Made possible by a generous grant from the Laffey-McHugh Foundation, the gifts help spark conversations between the mother and the resident, attending physician or nurse, which is a first step in creating a lifelong partnership with new families. The backpacks include special extras, such as a rattle and a children’s book. Staff teach parents about the longterm benefits of reading with their children — a topic that has long been championed by the care team at the health center.
According to the American Academy of Pediatrics, reading aloud to children, starting in infancy, stimulates brain development and helps build important language and social skills. Each time a child visits the Wilmington Health Center, he or she receives a book, thanks to the foundation’s gift.
“With these offerings, we’re not just telling patients what to do,” said Linda Brittingham, MC, LCSW, BCD, director of Social Work. “We’re partnering with our patients by educating and empowering them to take charge of their family’s health.”
Clothed in compassion
Christiana Care’s three emergency departments — at Christiana Hospital, Wilmington Hospital and Middletown — care for almost 500 patients every day. Often during emergency situations, patient clothing becomes badly soiled or destroyed. For many of our most vulnerable patients, the clothes that they wear to the emergency room are the only ones they own. For weary, injured travelers and patients who might be struggling through economic hard times, the gift of a new, clean sweatsuit, socks, underwear or even a pair of shoes from the Emergency Department clothing closet upon leaving the hospital provides a sense of dignity and the knowledge that others care.
This is really about providing necessary, compassionate care.
Funding for the clothing closets is also made possible through community support to Christiana Care’s annual campaign. For years, staff held clothing drives to help patients in need, and while greatly appreciated, many donated garments simply did not meet the needs of those leaving the hospital.

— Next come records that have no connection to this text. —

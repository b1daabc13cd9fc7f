// washwatch — Deep Sleep & Wake Cause
//
// Thin layer over the ESP-IDF sleep API. Wake-source configuration does not
// survive the deep-sleep reset, so both sources are (re)armed from scratch
// before every sleep: EXT0 on the LIS3DH INT1 line always, a timer only when
// the cycle scheduled a re-check.

use std::time::Duration;

use esp_idf_sys::esp;

use crate::config::PIN_MOTION_INT;
use crate::cycle::{SleepControl, SleepDuration, WakeCause};

/// Map the ESP-IDF wakeup cause to the cycle's view of it. Anything that is
/// neither the EXT0 interrupt nor the timer (power-on, brown-out, panic
/// reset) counts as a cold boot.
pub fn read_wake_cause() -> WakeCause {
    let cause = unsafe { esp_idf_sys::esp_sleep_get_wakeup_cause() };
    match cause {
        esp_idf_sys::esp_sleep_source_t_ESP_SLEEP_WAKEUP_EXT0 => WakeCause::MotionInterrupt,
        esp_idf_sys::esp_sleep_source_t_ESP_SLEEP_WAKEUP_TIMER => WakeCause::TimerExpired,
        _ => WakeCause::ColdBoot,
    }
}

pub struct DeepSleep;

impl SleepControl for DeepSleep {
    fn arm_timer_wake(&mut self, delay: Duration) -> anyhow::Result<()> {
        esp!(unsafe { esp_idf_sys::esp_sleep_enable_timer_wakeup(delay.as_micros() as u64) })?;
        Ok(())
    }

    fn arm_motion_wake(&mut self) -> anyhow::Result<()> {
        // INT1 idles low and goes high while latched, so wake on level 1.
        esp!(unsafe { esp_idf_sys::esp_sleep_enable_ext0_wakeup(PIN_MOTION_INT, 1) })?;
        Ok(())
    }
}

impl DeepSleep {
    /// Enter deep sleep with whatever wake sources were armed.
    /// Does not return.
    pub fn enter(self, plan: SleepDuration) -> ! {
        match plan.timer() {
            Some(delay) => log::info!("deep sleep for {}s or until motion", delay.as_secs()),
            None => log::info!("deep sleep until motion"),
        }
        unsafe {
            esp_idf_sys::esp_deep_sleep_start();
        }
    }
}
// washwatch — Firmware Entry Point
//
// Boot sequence (one pass per wake, always ending in deep sleep):
//   1. Read the wake cause and blink it on the status LED.
//   2. Bring up I2C and verify/initialise the LIS3DH (fatal if absent).
//   3. Run one pass of the wake cycle state machine.
//   4. Power down the LED, arm the wake sources, and deep-sleep.
//
// Wi-Fi only comes up if the cycle actually needs the bot API; a motion
// wake goes back to sleep without ever touching the radio.

#[cfg(target_os = "espidf")]
use esp_idf_hal::gpio::{AnyIOPin, AnyOutputPin};
#[cfg(target_os = "espidf")]
use esp_idf_hal::i2c::{I2cConfig, I2cDriver};
#[cfg(target_os = "espidf")]
use esp_idf_hal::prelude::*;
#[cfg(target_os = "espidf")]
use esp_idf_svc::eventloop::EspSystemEventLoop;
#[cfg(target_os = "espidf")]
use esp_idf_svc::nvs::EspDefaultNvsPartition;

#[cfg(target_os = "espidf")]
use washwatch::config::*;
#[cfg(target_os = "espidf")]
use washwatch::cycle::{WakeCause, WakeCycleController};
#[cfg(target_os = "espidf")]
use washwatch::drivers::battery::AdcBattery;
#[cfg(target_os = "espidf")]
use washwatch::drivers::lis3dh::Lis3dh;
#[cfg(target_os = "espidf")]
use washwatch::drivers::rgb::RgbLed;
#[cfg(target_os = "espidf")]
use washwatch::power::{read_wake_cause, DeepSleep};
#[cfg(target_os = "espidf")]
use washwatch::settings::{MotionSettings, NvsStore, SettingsStore};
#[cfg(target_os = "espidf")]
use washwatch::telegram::TelegramChannel;

/// The firmware only runs on the ESP32; a host build (e.g. `cargo test`)
/// gets an empty entry point so the binary target still links.
#[cfg(not(target_os = "espidf"))]
fn main() {}

#[cfg(target_os = "espidf")]
fn main() -> anyhow::Result<()> {
    esp_idf_svc::sys::link_patches();
    esp_idf_svc::log::EspLogger::initialize_default();

    // Read the wake reason exactly once, before anything can branch on it.
    let cause = read_wake_cause();
    log::info!("washwatch starting, wake cause {cause:?}");

    let peripherals = Peripherals::take()?;
    let sys_loop = EspSystemEventLoop::take()?;
    let nvs_partition = EspDefaultNvsPartition::take()?;

    // Pins come from config as plain numbers; the board wiring is fixed.
    // SAFETY: each pin is claimed exactly once, right here.
    let (sda, scl, rgb_data, rgb_power) = unsafe {
        (
            AnyIOPin::new(PIN_I2C_SDA),
            AnyIOPin::new(PIN_I2C_SCL),
            AnyOutputPin::new(PIN_RGB_DATA),
            AnyOutputPin::new(PIN_RGB_POWER),
        )
    };

    let mut led = RgbLed::new(peripherals.rmt.channel0, rgb_data, rgb_power)?;
    let blinks = match cause {
        WakeCause::MotionInterrupt => 2,
        _ => 1,
    };
    if let Err(e) = led.blink(blinks) {
        log::warn!("status led unavailable: {e:#}");
    }

    let i2c_config = I2cConfig::new().baudrate(I2C_BAUDRATE_HZ.Hz().into());
    let i2c = I2cDriver::new(peripherals.i2c0, sda, scl, &i2c_config)?;

    let mut store = NvsStore::new(nvs_partition.clone())?;
    let boot_settings = store
        .load_settings()
        .unwrap_or(None)
        .unwrap_or_else(MotionSettings::default);

    // An unverified sensor means motion wakes can never fire; halting here
    // (and logging over serial) beats pretending to monitor.
    let mut sensor = Lis3dh::new(i2c);
    sensor.init(&boot_settings)?;

    let channel = TelegramChannel::new(peripherals.modem, sys_loop, nvs_partition);
    let battery = AdcBattery::new()?;

    let mut controller = WakeCycleController::new(sensor, DeepSleep, channel, store, battery);
    let plan = controller.run(cause);

    if let Err(e) = led.shutdown() {
        log::warn!("status led shutdown failed: {e:#}");
    }

    DeepSleep.enter(plan)
}
// washwatch — Persisted Settings & Cycle State
//
// Deep sleep wipes RAM, so everything the next boot needs lives in NVS:
// the motion interrupt tuning, the wash-cycle bookkeeping, and the chat
// update cursor. Records are stored as small JSON documents; anything that
// fails to read or parse is treated as absent, never as an error.

#[cfg(target_os = "espidf")]
use esp_idf_svc::nvs::{EspDefaultNvsPartition, EspNvs, NvsDefault};
use serde::{Deserialize, Serialize};

use crate::config::*;

/// Accelerometer interrupt tuning. `sensitivity` is the threshold in 16 mg
/// steps, `duration` the number of 1 Hz sample periods the threshold must be
/// exceeded for. Both land in 7-bit LIS3DH registers.
#[derive(Debug, Clone, Copy, PartialEq, Eq, Serialize, Deserialize)]
pub struct MotionSettings {
    pub sensitivity: u8,
    pub duration: u8,
}

impl Default for MotionSettings {
    fn default() -> Self {
        Self {
            sensitivity: DEFAULT_SENSITIVITY,
            duration: DEFAULT_DURATION,
        }
    }
}

/// Where the wash-cycle state machine left off before the last deep sleep.
#[derive(Debug, Clone, Copy, PartialEq, Eq, Default, Serialize, Deserialize)]
pub enum Phase {
    /// Nothing scheduled; waiting on the motion interrupt alone.
    #[default]
    Idle,
    /// Cold boot could not reach the bot API; a short-poll timer is armed.
    SyncRetry,
    /// Motion was seen; a post-motion delay timer is armed.
    PostMotion,
}

/// Persisted across sleeps so a timer wake is always traceable to whatever
/// armed it, and so "washing done" is sent at most once per wash cycle.
#[derive(Debug, Clone, Copy, PartialEq, Eq, Default, Serialize, Deserialize)]
pub struct CycleState {
    pub phase: Phase,
    /// Set once the done-notification for the current cycle went out.
    /// Cleared only by the next motion interrupt.
    pub notified: bool,
    /// Consecutive post-motion timer wakes with no intervening motion.
    pub quiet_wakes: u8,
}

/// Parse the one recognised remote command: `/set <sensitivity> <duration>`.
/// Case-sensitive, both values must be integers in 0..=255; anything else is
/// silently ignored.
pub fn parse_set_command(text: &str) -> Option<MotionSettings> {
    let mut parts = text.split_whitespace();
    if parts.next()? != "/set" {
        return None;
    }
    let sensitivity = parts.next()?.parse::<u8>().ok()?;
    let duration = parts.next()?.parse::<u8>().ok()?;
    if parts.next().is_some() {
        return None;
    }
    Some(MotionSettings {
        sensitivity,
        duration,
    })
}

/// Key-value persistence for everything that must survive deep sleep.
pub trait SettingsStore {
    /// `Ok(None)` means nothing stored yet (or a torn/unparseable record).
    fn load_settings(&mut self) -> anyhow::Result<Option<MotionSettings>>;
    fn save_settings(&mut self, settings: &MotionSettings) -> anyhow::Result<()>;

    fn load_cycle(&mut self) -> anyhow::Result<CycleState>;
    fn save_cycle(&mut self, cycle: &CycleState) -> anyhow::Result<()>;

    /// Chat update cursor — the id to resume polling from.
    fn load_update_cursor(&mut self) -> anyhow::Result<Option<i64>>;
    fn save_update_cursor(&mut self, id: i64) -> anyhow::Result<()>;
}

/// NVS-backed store under the `washwatch` namespace.
#[cfg(target_os = "espidf")]
pub struct NvsStore {
    nvs: EspNvs<NvsDefault>,
}

#[cfg(target_os = "espidf")]
impl NvsStore {
    pub fn new(partition: EspDefaultNvsPartition) -> anyhow::Result<Self> {
        let nvs = EspNvs::new(partition, NVS_NAMESPACE, true)?;
        Ok(Self { nvs })
    }

    fn get_json<T: for<'de> Deserialize<'de>>(&mut self, key: &str) -> Option<T> {
        let mut buf = [0u8; NVS_BUF_SIZE];
        match self.nvs.get_raw(key, &mut buf) {
            Ok(Some(bytes)) => match serde_json::from_slice(bytes) {
                Ok(value) => Some(value),
                Err(e) => {
                    log::warn!("nvs key {key} holds unparseable data, ignoring: {e}");
                    None
                }
            },
            Ok(None) => None,
            Err(e) => {
                log::warn!("nvs read of {key} failed: {e}");
                None
            }
        }
    }

    fn set_json<T: Serialize>(&mut self, key: &str, value: &T) -> anyhow::Result<()> {
        let bytes = serde_json::to_vec(value)?;
        self.nvs.set_raw(key, &bytes)?;
        Ok(())
    }
}

#[cfg(target_os = "espidf")]
impl SettingsStore for NvsStore {
    fn load_settings(&mut self) -> anyhow::Result<Option<MotionSettings>> {
        Ok(self.get_json(NVS_KEY_MOTION))
    }

    fn save_settings(&mut self, settings: &MotionSettings) -> anyhow::Result<()> {
        self.set_json(NVS_KEY_MOTION, settings)
    }

    fn load_cycle(&mut self) -> anyhow::Result<CycleState> {
        Ok(self.get_json(NVS_KEY_CYCLE).unwrap_or_default())
    }

    fn save_cycle(&mut self, cycle: &CycleState) -> anyhow::Result<()> {
        self.set_json(NVS_KEY_CYCLE, cycle)
    }

    fn load_update_cursor(&mut self) -> anyhow::Result<Option<i64>> {
        Ok(self.get_json(NVS_KEY_UPDATE_ID))
    }

    fn save_update_cursor(&mut self, id: i64) -> anyhow::Result<()> {
        self.set_json(NVS_KEY_UPDATE_ID, &id)
    }
}

#[cfg(test)]
mod tests {
    use super::*;

    #[test]
    fn set_command_parses() {
        assert_eq!(
            parse_set_command("/set 10 20"),
            Some(MotionSettings {
                sensitivity: 10,
                duration: 20
            })
        );
    }

    #[test]
    fn set_command_rejects_noise() {
        assert_eq!(parse_set_command("/set"), None);
        assert_eq!(parse_set_command("/set 10"), None);
        assert_eq!(parse_set_command("/set 10 20 30"), None);
        assert_eq!(parse_set_command("/set ten 20"), None);
        assert_eq!(parse_set_command("/set 300 20"), None);
        assert_eq!(parse_set_command("/SET 10 20"), None);
        assert_eq!(parse_set_command("hello"), None);
    }

    #[test]
    fn cycle_state_defaults_to_idle() {
        let cycle = CycleState::default();
        assert_eq!(cycle.phase, Phase::Idle);
        assert!(!cycle.notified);
        assert_eq!(cycle.quiet_wakes, 0);
    }

    #[test]
    fn cycle_state_roundtrips_as_json() {
        let cycle = CycleState {
            phase: Phase::PostMotion,
            notified: true,
            quiet_wakes: 3,
        };
        let bytes = serde_json::to_vec(&cycle).unwrap();
        let back: CycleState = serde_json::from_slice(&bytes).unwrap();
        assert_eq!(cycle, back);
    }
}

Reliable funds now make it possible to purchase and store large quantities of clean, loose-fitting clothing that comfortably fits over casts and incisions without the need for precise sizing.
“We are asked almost daily to assist with getting clothing for a patient either in one of our emergency rooms or from our house discharge,” said social worker Linda Brennan Jones, BS, BALS. “We’re doing more than caring for the bodies of our patients. Time and again we hear, ‘I can’t believe you did this for me.’”
Brittingham describes these “soft services” as having strong impact. “This is really about providing necessary, compassionate care,” she said. “It’s the right thing to do to achieve good outcomes in care by developing trust and forming close working relationships with our neighbors to address their unique needs and health.
“Dignity,” she concluded. “We’re offering all of our neighbors care with compassion and dignity.”